## Task goal
Could you transcribe every entry exactly, leaving nothing out?

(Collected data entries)
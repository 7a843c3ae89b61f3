//! Miscellaneous utility macros and functions.

/// Implements lossless `u8` conversions for a fieldless enum, so that it
/// persists as an integer.
macro_rules! u8_enum {
    ($name:ident { $($variant:ident),+ $(,)? }) => {
        impl From<$name> for u8 {
            fn from(value: $name) -> u8 {
                value as u8
            }
        }

        impl TryFrom<u8> for $name {
            type Error = crate::AuthorityError;

            fn try_from(value: u8) -> Result<Self, Self::Error> {
                const VARIANTS: &[$name] = &[$($name::$variant),+];
                VARIANTS
                    .iter()
                    .copied()
                    .find(|variant| *variant as u8 == value)
                    .ok_or(crate::AuthorityError::InvalidDiscriminant {
                        kind: stringify!($name),
                        value,
                    })
            }
        }
    };
}

pub(crate) use u8_enum;

/// Distances closer than this are considered equal, in m.
pub(crate) const DISTANCE_EPSILON: f64 = 1e-6; // m

#[cfg(test)]
mod test {
    use crate::{AuthorityError, Direction};

    #[test]
    fn enum_discriminants() {
        assert_eq!(u8::from(Direction::Reverse), 1);
        assert_eq!(Direction::try_from(0), Ok(Direction::Forward));
        assert_eq!(
            Direction::try_from(7),
            Err(AuthorityError::InvalidDiscriminant {
                kind: "Direction",
                value: 7
            })
        );
    }
}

## Result for this exercise
repository 7a843c3ae89b61f3
//! Miscellaneous utility macros and functions.

/// Implements lossless `u8` conversions for a fieldless enum, so that it
/// persists as an integer.
macro_rules! u8_enum {
    ($name:ident { $($variant:ident),+ $(,)? }) => {
        impl From<$name> for u8 {
            fn from(value: $name) -> u8 {
                value as u8
            }
        }

        impl TryFrom<u8> for $name {
            type Error = crate::AuthorityError;

            fn try_from(value: u8) -> Result<Self, Self::Error> {
                const VARIANTS: &[$name] = &[$($name::$variant),+];
                VARIANTS
                    .iter()
                    .copied()
                    .find(|variant| *variant as u8 == value)
                    .ok_or(crate::AuthorityError::InvalidDiscriminant {
                        kind: stringify!($name),
                        value,
                    })
            }
        }
    };
}

pub(crate) use u8_enum;

/// Distances closer than this are considered equal, in m.
pub(crate) const DISTANCE_EPSILON: f64 = 1e-6; // m

#[cfg(test)]
mod test {
    use crate::{AuthorityError, Direction};

    #[test]
    fn enum_discriminants() {
        assert_eq!(u8::from(Direction::Reverse), 1);
        assert_eq!(Direction::try_from(0), Ok(Direction::Forward));
        assert_eq!(
            Direction::try_from(7),
            Err(AuthorityError::InvalidDiscriminant {
                kind: "Direction",
                value: 7
            })
        );
    }
}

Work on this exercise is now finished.